### Work request
A word-for-word restatement of every entry is what is needed here.

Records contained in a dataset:
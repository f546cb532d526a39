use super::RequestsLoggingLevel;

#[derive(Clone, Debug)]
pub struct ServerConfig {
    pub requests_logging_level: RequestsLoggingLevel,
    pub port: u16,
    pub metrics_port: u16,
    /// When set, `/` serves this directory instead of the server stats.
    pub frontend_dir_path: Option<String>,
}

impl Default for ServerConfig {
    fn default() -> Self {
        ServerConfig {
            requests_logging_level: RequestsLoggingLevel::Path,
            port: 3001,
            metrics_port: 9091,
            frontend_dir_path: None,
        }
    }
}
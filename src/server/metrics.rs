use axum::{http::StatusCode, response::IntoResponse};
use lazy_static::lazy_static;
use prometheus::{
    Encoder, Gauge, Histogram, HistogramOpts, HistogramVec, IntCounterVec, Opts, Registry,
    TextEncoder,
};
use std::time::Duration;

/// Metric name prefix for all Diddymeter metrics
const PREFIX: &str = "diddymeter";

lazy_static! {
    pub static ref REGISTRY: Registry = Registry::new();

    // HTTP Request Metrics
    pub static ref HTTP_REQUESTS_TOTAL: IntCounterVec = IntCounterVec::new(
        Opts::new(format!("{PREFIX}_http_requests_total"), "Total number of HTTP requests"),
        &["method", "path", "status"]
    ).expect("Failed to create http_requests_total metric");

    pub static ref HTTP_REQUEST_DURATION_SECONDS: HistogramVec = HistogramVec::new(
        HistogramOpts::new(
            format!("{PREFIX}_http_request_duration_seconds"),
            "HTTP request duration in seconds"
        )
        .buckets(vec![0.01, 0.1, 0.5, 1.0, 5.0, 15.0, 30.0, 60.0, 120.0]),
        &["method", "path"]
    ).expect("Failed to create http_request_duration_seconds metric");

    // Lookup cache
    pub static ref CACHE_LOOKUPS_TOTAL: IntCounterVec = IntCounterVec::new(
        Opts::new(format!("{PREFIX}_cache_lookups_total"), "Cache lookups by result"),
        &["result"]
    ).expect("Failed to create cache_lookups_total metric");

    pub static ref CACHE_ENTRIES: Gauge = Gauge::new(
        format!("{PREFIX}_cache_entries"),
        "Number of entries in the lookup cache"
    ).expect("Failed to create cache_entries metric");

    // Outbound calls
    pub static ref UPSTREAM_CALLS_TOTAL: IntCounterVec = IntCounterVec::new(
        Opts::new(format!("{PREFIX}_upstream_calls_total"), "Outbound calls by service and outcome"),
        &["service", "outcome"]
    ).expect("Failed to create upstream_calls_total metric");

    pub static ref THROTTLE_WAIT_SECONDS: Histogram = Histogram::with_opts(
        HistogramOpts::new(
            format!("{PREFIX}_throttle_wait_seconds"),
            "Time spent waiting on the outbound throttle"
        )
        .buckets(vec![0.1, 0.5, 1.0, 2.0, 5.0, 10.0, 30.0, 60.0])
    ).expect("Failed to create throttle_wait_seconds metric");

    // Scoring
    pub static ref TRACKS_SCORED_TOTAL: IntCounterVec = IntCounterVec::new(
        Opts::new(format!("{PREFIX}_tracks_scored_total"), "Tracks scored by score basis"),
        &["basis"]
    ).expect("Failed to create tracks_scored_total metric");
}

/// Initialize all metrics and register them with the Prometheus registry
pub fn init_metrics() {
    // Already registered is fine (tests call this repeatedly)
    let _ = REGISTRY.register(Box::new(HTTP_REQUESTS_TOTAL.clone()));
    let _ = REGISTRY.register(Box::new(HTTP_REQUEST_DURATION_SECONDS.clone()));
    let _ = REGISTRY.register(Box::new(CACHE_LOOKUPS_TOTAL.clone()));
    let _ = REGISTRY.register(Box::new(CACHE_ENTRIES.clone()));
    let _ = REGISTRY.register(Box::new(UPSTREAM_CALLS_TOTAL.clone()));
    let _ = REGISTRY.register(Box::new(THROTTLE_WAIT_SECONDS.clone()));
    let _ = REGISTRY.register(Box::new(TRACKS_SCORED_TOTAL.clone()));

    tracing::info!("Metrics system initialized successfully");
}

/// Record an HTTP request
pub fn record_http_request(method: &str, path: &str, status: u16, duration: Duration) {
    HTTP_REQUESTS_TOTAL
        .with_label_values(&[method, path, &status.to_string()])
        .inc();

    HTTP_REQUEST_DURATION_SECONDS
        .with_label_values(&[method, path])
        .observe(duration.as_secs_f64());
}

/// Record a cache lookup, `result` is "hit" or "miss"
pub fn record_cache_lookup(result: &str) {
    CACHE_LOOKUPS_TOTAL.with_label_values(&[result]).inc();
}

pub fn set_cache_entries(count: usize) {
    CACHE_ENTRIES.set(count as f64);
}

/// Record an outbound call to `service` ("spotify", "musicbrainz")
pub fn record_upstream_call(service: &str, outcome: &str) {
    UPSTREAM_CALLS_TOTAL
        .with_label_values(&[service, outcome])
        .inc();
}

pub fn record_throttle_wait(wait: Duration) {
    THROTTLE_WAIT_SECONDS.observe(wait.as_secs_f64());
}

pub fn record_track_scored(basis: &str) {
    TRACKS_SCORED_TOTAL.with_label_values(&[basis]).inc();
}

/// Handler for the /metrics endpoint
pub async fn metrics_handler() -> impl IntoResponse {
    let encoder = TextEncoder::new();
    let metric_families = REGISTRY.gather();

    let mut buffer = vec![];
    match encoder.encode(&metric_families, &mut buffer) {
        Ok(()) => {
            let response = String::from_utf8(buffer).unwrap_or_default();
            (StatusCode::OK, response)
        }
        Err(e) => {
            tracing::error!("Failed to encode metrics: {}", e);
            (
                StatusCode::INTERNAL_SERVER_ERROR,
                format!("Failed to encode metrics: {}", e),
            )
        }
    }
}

### Your solution
repository f546cb532d526a39
use super::RequestsLoggingLevel;

#[derive(Clone, Debug)]
pub struct ServerConfig {
    pub requests_logging_level: RequestsLoggingLevel,
    pub port: u16,
    pub metrics_port: u16,
    /// When set, `/` serves this directory instead of the server stats.
    pub frontend_dir_path: Option<String>,
}

impl Default for ServerConfig {
    fn default() -> Self {
        ServerConfig {
            requests_logging_level: RequestsLoggingLevel::Path,
            port: 3001,
            metrics_port: 9091,
            frontend_dir_path: None,
        }
    }
}
filename src/server/metrics.rs
use axum::{http::StatusCode, response::IntoResponse};
use lazy_static::lazy_static;
use prometheus::{
    Encoder, Gauge, Histogram, HistogramOpts, HistogramVec, IntCounterVec, Opts, Registry,
    TextEncoder,
};
use std::time::Duration;

/// Metric name prefix for all Diddymeter metrics
const PREFIX: &str = "diddymeter";

lazy_static! {
    pub static ref REGISTRY: Registry = Registry::new();

    // HTTP Request Metrics
    pub static ref HTTP_REQUESTS_TOTAL: IntCounterVec = IntCounterVec::new(
        Opts::new(format!("{PREFIX}_http_requests_total"), "Total number of HTTP requests"),
        &["method", "path", "status"]
    ).expect("Failed to create http_requests_total metric");

    pub static ref HTTP_REQUEST_DURATION_SECONDS: HistogramVec = HistogramVec::new(
        HistogramOpts::new(
            format!("{PREFIX}_http_request_duration_seconds"),
            "HTTP request duration in seconds"
        )
        .buckets(vec![0.01, 0.1, 0.5, 1.0, 5.0, 15.0, 30.0, 60.0, 120.0]),
        &["method", "path"]
    ).expect("Failed to create http_request_duration_seconds metric");

    // Lookup cache
    pub static ref CACHE_LOOKUPS_TOTAL: IntCounterVec = IntCounterVec::new(
        Opts::new(format!("{PREFIX}_cache_lookups_total"), "Cache lookups by result"),
        &["result"]
    ).expect("Failed to create cache_lookups_total metric");

    pub static ref CACHE_ENTRIES: Gauge = Gauge::new(
        format!("{PREFIX}_cache_entries"),
        "Number of entries in the lookup cache"
    ).expect("Failed to create cache_entries metric");

    // Outbound calls
    pub static ref UPSTREAM_CALLS_TOTAL: IntCounterVec = IntCounterVec::new(
        Opts::new(format!("{PREFIX}_upstream_calls_total"), "Outbound calls by service and outcome"),
        &["service", "outcome"]
    ).expect("Failed to create upstream_calls_total metric");

    pub static ref THROTTLE_WAIT_SECONDS: Histogram = Histogram::with_opts(
        HistogramOpts::new(
            format!("{PREFIX}_throttle_wait_seconds"),
            "Time spent waiting on the outbound throttle"
        )
        .buckets(vec![0.1, 0.5, 1.0, 2.0, 5.0, 10.0, 30.0, 60.0])
    ).expect("Failed to create throttle_wait_seconds metric");

    // Scoring
    pub static ref TRACKS_SCORED_TOTAL: IntCounterVec = IntCounterVec::new(
        Opts::new(format!("{PREFIX}_tracks_scored_total"), "Tracks scored by score basis"),
        &["basis"]
    ).expect("Failed to create tracks_scored_total metric");
}

/// Initialize all metrics and register them with the Prometheus registry
pub fn init_metrics() {
    // Already registered is fine (tests call this repeatedly)
    let _ = REGISTRY.register(Box::new(HTTP_REQUESTS_TOTAL.clone()));
    let _ = REGISTRY.register(Box::new(HTTP_REQUEST_DURATION_SECONDS.clone()));
    let _ = REGISTRY.register(Box::new(CACHE_LOOKUPS_TOTAL.clone()));
    let _ = REGISTRY.register(Box::new(CACHE_ENTRIES.clone()));
    let _ = REGISTRY.register(Box::new(UPSTREAM_CALLS_TOTAL.clone()));
    let _ = REGISTRY.register(Box::new(THROTTLE_WAIT_SECONDS.clone()));
    let _ = REGISTRY.register(Box::new(TRACKS_SCORED_TOTAL.clone()));

    tracing::info!("Metrics system initialized successfully");
}

/// Record an HTTP request
pub fn record_http_request(method: &str, path: &str, status: u16, duration: Duration) {
    HTTP_REQUESTS_TOTAL
        .with_label_values(&[method, path, &status.to_string()])
        .inc();

    HTTP_REQUEST_DURATION_SECONDS
        .with_label_values(&[method, path])
        .observe(duration.as_secs_f64());
}

/// Record a cache lookup, `result` is "hit" or "miss"
pub fn record_cache_lookup(result: &str) {
    CACHE_LOOKUPS_TOTAL.with_label_values(&[result]).inc();
}

pub fn set_cache_entries(count: usize) {
    CACHE_ENTRIES.set(count as f64);
}

/// Record an outbound call to `service` ("spotify", "musicbrainz")
pub fn record_upstream_call(service: &str, outcome: &str) {
    UPSTREAM_CALLS_TOTAL
        .with_label_values(&[service, outcome])
        .inc();
}

pub fn record_throttle_wait(wait: Duration) {
    THROTTLE_WAIT_SECONDS.observe(wait.as_secs_f64());
}

pub fn record_track_scored(basis: &str) {
    TRACKS_SCORED_TOTAL.with_label_values(&[basis]).inc();
}

/// Handler for the /metrics endpoint
pub async fn metrics_handler() -> impl IntoResponse {
    let encoder = TextEncoder::new();
    let metric_families = REGISTRY.gather();

    let mut buffer = vec![];
    match encoder.encode(&metric_families, &mut buffer) {
        Ok(()) => {
            let response = String::from_utf8(buffer).unwrap_or_default();
            (StatusCode::OK, response)
        }
        Err(e) => {
            tracing::error!("Failed to encode metrics: {}", e);
            (
                StatusCode::INTERNAL_SERVER_ERROR,
                format!("Failed to encode metrics: {}", e),
            )
        }
    }
}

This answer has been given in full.